*** Task inputs ***
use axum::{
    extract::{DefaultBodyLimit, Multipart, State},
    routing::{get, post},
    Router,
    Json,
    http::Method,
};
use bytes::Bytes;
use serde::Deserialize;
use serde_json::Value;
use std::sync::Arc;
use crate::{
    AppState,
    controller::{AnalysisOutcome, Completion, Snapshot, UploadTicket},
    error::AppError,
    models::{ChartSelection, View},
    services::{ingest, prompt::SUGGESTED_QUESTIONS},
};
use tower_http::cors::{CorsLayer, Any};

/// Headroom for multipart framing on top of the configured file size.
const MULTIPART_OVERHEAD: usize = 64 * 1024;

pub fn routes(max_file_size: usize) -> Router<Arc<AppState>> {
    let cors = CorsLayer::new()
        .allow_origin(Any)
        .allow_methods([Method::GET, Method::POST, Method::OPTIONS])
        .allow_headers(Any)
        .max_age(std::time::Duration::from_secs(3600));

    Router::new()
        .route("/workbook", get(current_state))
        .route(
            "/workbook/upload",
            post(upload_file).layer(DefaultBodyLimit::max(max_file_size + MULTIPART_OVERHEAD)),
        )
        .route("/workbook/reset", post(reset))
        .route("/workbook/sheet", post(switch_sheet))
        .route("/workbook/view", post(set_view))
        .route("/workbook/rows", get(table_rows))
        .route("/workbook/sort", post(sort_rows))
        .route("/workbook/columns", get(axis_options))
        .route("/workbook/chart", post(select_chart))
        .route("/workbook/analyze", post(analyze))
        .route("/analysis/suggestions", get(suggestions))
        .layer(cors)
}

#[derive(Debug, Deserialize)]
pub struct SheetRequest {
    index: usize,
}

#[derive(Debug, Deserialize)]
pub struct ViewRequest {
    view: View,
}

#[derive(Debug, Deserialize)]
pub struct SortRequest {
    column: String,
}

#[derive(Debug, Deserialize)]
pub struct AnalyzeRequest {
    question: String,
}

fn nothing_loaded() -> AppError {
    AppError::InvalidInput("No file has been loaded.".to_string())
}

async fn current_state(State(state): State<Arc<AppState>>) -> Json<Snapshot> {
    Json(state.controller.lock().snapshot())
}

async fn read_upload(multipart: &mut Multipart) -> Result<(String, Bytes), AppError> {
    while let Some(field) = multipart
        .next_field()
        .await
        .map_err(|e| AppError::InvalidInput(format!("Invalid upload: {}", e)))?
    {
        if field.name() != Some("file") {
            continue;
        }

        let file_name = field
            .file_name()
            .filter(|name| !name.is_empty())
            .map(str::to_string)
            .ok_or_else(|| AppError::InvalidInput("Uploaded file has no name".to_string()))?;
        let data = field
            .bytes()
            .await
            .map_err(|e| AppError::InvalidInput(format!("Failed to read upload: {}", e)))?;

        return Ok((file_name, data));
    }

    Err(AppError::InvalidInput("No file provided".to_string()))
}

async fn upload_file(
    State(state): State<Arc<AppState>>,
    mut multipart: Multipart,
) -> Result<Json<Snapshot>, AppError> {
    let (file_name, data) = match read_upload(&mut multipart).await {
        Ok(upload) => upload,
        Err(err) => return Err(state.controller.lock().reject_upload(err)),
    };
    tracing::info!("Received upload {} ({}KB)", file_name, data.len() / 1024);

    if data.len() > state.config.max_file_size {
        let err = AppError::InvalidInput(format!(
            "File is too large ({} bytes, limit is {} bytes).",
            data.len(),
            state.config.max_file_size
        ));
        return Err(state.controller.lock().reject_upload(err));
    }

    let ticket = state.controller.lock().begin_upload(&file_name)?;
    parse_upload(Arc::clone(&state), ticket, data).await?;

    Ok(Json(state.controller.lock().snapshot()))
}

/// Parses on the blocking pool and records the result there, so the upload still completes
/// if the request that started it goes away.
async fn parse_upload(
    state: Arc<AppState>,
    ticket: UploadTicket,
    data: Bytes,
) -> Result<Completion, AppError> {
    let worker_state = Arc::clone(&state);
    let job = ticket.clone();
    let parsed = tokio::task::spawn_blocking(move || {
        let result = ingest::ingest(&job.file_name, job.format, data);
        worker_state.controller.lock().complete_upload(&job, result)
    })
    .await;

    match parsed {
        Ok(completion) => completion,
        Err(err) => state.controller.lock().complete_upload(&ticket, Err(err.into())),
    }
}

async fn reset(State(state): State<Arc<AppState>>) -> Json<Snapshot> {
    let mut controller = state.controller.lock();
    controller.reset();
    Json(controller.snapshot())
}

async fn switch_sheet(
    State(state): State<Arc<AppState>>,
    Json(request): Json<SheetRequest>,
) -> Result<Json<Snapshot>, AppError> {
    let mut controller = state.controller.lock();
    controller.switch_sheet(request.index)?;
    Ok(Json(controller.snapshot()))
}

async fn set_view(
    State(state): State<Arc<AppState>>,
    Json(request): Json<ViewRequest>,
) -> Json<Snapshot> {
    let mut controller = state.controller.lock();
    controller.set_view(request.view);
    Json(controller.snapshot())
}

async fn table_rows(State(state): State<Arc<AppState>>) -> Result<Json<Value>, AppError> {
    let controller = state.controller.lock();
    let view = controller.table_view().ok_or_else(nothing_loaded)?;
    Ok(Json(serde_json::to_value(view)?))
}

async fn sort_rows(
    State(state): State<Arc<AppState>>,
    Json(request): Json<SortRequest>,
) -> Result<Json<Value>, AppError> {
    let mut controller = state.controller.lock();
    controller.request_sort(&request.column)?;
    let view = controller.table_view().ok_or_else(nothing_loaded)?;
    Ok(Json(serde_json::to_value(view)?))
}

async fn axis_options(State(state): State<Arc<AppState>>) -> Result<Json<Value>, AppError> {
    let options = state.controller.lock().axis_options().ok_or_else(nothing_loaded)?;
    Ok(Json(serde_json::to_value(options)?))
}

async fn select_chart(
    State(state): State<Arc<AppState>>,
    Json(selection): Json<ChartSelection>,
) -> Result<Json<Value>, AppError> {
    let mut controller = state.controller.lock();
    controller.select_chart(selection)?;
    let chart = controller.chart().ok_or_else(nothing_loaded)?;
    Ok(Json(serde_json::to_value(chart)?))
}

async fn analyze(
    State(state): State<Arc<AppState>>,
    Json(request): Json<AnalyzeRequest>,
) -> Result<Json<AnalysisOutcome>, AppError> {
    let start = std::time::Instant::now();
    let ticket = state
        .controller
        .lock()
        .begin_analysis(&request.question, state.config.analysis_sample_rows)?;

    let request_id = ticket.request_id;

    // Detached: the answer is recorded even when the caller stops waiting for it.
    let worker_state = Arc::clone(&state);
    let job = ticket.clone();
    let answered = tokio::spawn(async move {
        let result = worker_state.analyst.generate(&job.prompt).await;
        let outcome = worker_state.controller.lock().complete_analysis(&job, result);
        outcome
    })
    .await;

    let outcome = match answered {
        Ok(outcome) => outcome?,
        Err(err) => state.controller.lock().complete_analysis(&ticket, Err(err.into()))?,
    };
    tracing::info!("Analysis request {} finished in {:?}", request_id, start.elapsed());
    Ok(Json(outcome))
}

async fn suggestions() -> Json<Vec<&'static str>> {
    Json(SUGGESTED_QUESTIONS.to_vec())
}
*** End of Task inputs ***
# Task instructions
Repeat the listing exactly, leaving nothing out.

# Response
use axum::{
    extract::{DefaultBodyLimit, Multipart, State},
    routing::{get, post},
    Router,
    Json,
    http::Method,
};
use bytes::Bytes;
use serde::Deserialize;
use serde_json::Value;
use std::sync::Arc;
use crate::{
    AppState,
    controller::{AnalysisOutcome, Completion, Snapshot, UploadTicket},
    error::AppError,
    models::{ChartSelection, View},
    services::{ingest, prompt::SUGGESTED_QUESTIONS},
};
use tower_http::cors::{CorsLayer, Any};

/// Headroom for multipart framing on top of the configured file size.
const MULTIPART_OVERHEAD: usize = 64 * 1024;

pub fn routes(max_file_size: usize) -> Router<Arc<AppState>> {
    let cors = CorsLayer::new()
        .allow_origin(Any)
        .allow_methods([Method::GET, Method::POST, Method::OPTIONS])
        .allow_headers(Any)
        .max_age(std::time::Duration::from_secs(3600));

    Router::new()
        .route("/workbook", get(current_state))
        .route(
            "/workbook/upload",
            post(upload_file).layer(DefaultBodyLimit::max(max_file_size + MULTIPART_OVERHEAD)),
        )
        .route("/workbook/reset", post(reset))
        .route("/workbook/sheet", post(switch_sheet))
        .route("/workbook/view", post(set_view))
        .route("/workbook/rows", get(table_rows))
        .route("/workbook/sort", post(sort_rows))
        .route("/workbook/columns", get(axis_options))
        .route("/workbook/chart", post(select_chart))
        .route("/workbook/analyze", post(analyze))
        .route("/analysis/suggestions", get(suggestions))
        .layer(cors)
}

#[derive(Debug, Deserialize)]
pub struct SheetRequest {
    index: usize,
}

#[derive(Debug, Deserialize)]
pub struct ViewRequest {
    view: View,
}

#[derive(Debug, Deserialize)]
pub struct SortRequest {
    column: String,
}

#[derive(Debug, Deserialize)]
pub struct AnalyzeRequest {
    question: String,
}

fn nothing_loaded() -> AppError {
    AppError::InvalidInput("No file has been loaded.".to_string())
}

async fn current_state(State(state): State<Arc<AppState>>) -> Json<Snapshot> {
    Json(state.controller.lock().snapshot())
}

async fn read_upload(multipart: &mut Multipart) -> Result<(String, Bytes), AppError> {
    while let Some(field) = multipart
        .next_field()
        .await
        .map_err(|e| AppError::InvalidInput(format!("Invalid upload: {}", e)))?
    {
        if field.name() != Some("file") {
            continue;
        }

        let file_name = field
            .file_name()
            .filter(|name| !name.is_empty())
            .map(str::to_string)
            .ok_or_else(|| AppError::InvalidInput("Uploaded file has no name".to_string()))?;
        let data = field
            .bytes()
            .await
            .map_err(|e| AppError::InvalidInput(format!("Failed to read upload: {}", e)))?;

        return Ok((file_name, data));
    }

    Err(AppError::InvalidInput("No file provided".to_string()))
}

async fn upload_file(
    State(state): State<Arc<AppState>>,
    mut multipart: Multipart,
) -> Result<Json<Snapshot>, AppError> {
    let (file_name, data) = match read_upload(&mut multipart).await {
        Ok(upload) => upload,
        Err(err) => return Err(state.controller.lock().reject_upload(err)),
    };
    tracing::info!("Received upload {} ({}KB)", file_name, data.len() / 1024);

    if data.len() > state.config.max_file_size {
        let err = AppError::InvalidInput(format!(
            "File is too large ({} bytes, limit is {} bytes).",
            data.len(),
            state.config.max_file_size
        ));
        return Err(state.controller.lock().reject_upload(err));
    }

    let ticket = state.controller.lock().begin_upload(&file_name)?;
    parse_upload(Arc::clone(&state), ticket, data).await?;

    Ok(Json(state.controller.lock().snapshot()))
}

/// Parses on the blocking pool and records the result there, so the upload still completes
/// if the request that started it goes away.
async fn parse_upload(
    state: Arc<AppState>,
    ticket: UploadTicket,
    data: Bytes,
) -> Result<Completion, AppError> {
    let worker_state = Arc::clone(&state);
    let job = ticket.clone();
    let parsed = tokio::task::spawn_blocking(move || {
        let result = ingest::ingest(&job.file_name, job.format, data);
        worker_state.controller.lock().complete_upload(&job, result)
    })
    .await;

    match parsed {
        Ok(completion) => completion,
        Err(err) => state.controller.lock().complete_upload(&ticket, Err(err.into())),
    }
}

async fn reset(State(state): State<Arc<AppState>>) -> Json<Snapshot> {
    let mut controller = state.controller.lock();
    controller.reset();
    Json(controller.snapshot())
}

async fn switch_sheet(
    State(state): State<Arc<AppState>>,
    Json(request): Json<SheetRequest>,
) -> Result<Json<Snapshot>, AppError> {
    let mut controller = state.controller.lock();
    controller.switch_sheet(request.index)?;
    Ok(Json(controller.snapshot()))
}

async fn set_view(
    State(state): State<Arc<AppState>>,
    Json(request): Json<ViewRequest>,
) -> Json<Snapshot> {
    let mut controller = state.controller.lock();
    controller.set_view(request.view);
    Json(controller.snapshot())
}

async fn table_rows(State(state): State<Arc<AppState>>) -> Result<Json<Value>, AppError> {
    let controller = state.controller.lock();
    let view = controller.table_view().ok_or_else(nothing_loaded)?;
    Ok(Json(serde_json::to_value(view)?))
}

async fn sort_rows(
    State(state): State<Arc<AppState>>,
    Json(request): Json<SortRequest>,
) -> Result<Json<Value>, AppError> {
    let mut controller = state.controller.lock();
    controller.request_sort(&request.column)?;
    let view = controller.table_view().ok_or_else(nothing_loaded)?;
    Ok(Json(serde_json::to_value(view)?))
}

async fn axis_options(State(state): State<Arc<AppState>>) -> Result<Json<Value>, AppError> {
    let options = state.controller.lock().axis_options().ok_or_else(nothing_loaded)?;
    Ok(Json(serde_json::to_value(options)?))
}

async fn select_chart(
    State(state): State<Arc<AppState>>,
    Json(selection): Json<ChartSelection>,
) -> Result<Json<Value>, AppError> {
    let mut controller = state.controller.lock();
    controller.select_chart(selection)?;
    let chart = controller.chart().ok_or_else(nothing_loaded)?;
    Ok(Json(serde_json::to_value(chart)?))
}

async fn analyze(
    State(state): State<Arc<AppState>>,
    Json(request): Json<AnalyzeRequest>,
) -> Result<Json<AnalysisOutcome>, AppError> {
    let start = std::time::Instant::now();
    let ticket = state
        .controller
        .lock()
        .begin_analysis(&request.question, state.config.analysis_sample_rows)?;

    let request_id = ticket.request_id;

    // Detached: the answer is recorded even when the caller stops waiting for it.
    let worker_state = Arc::clone(&state);
    let job = ticket.clone();
    let answered = tokio::spawn(async move {
        let result = worker_state.analyst.generate(&job.prompt).await;
        let outcome = worker_state.controller.lock().complete_analysis(&job, result);
        outcome
    })
    .await;

    let outcome = match answered {
        Ok(outcome) => outcome?,
        Err(err) => state.controller.lock().complete_analysis(&ticket, Err(err.into()))?,
    };
    tracing::info!("Analysis request {} finished in {:?}", request_id, start.elapsed());
    Ok(Json(outcome))
}

async fn suggestions() -> Json<Vec<&'static str>> {
    Json(SUGGESTED_QUESTIONS.to_vec())
}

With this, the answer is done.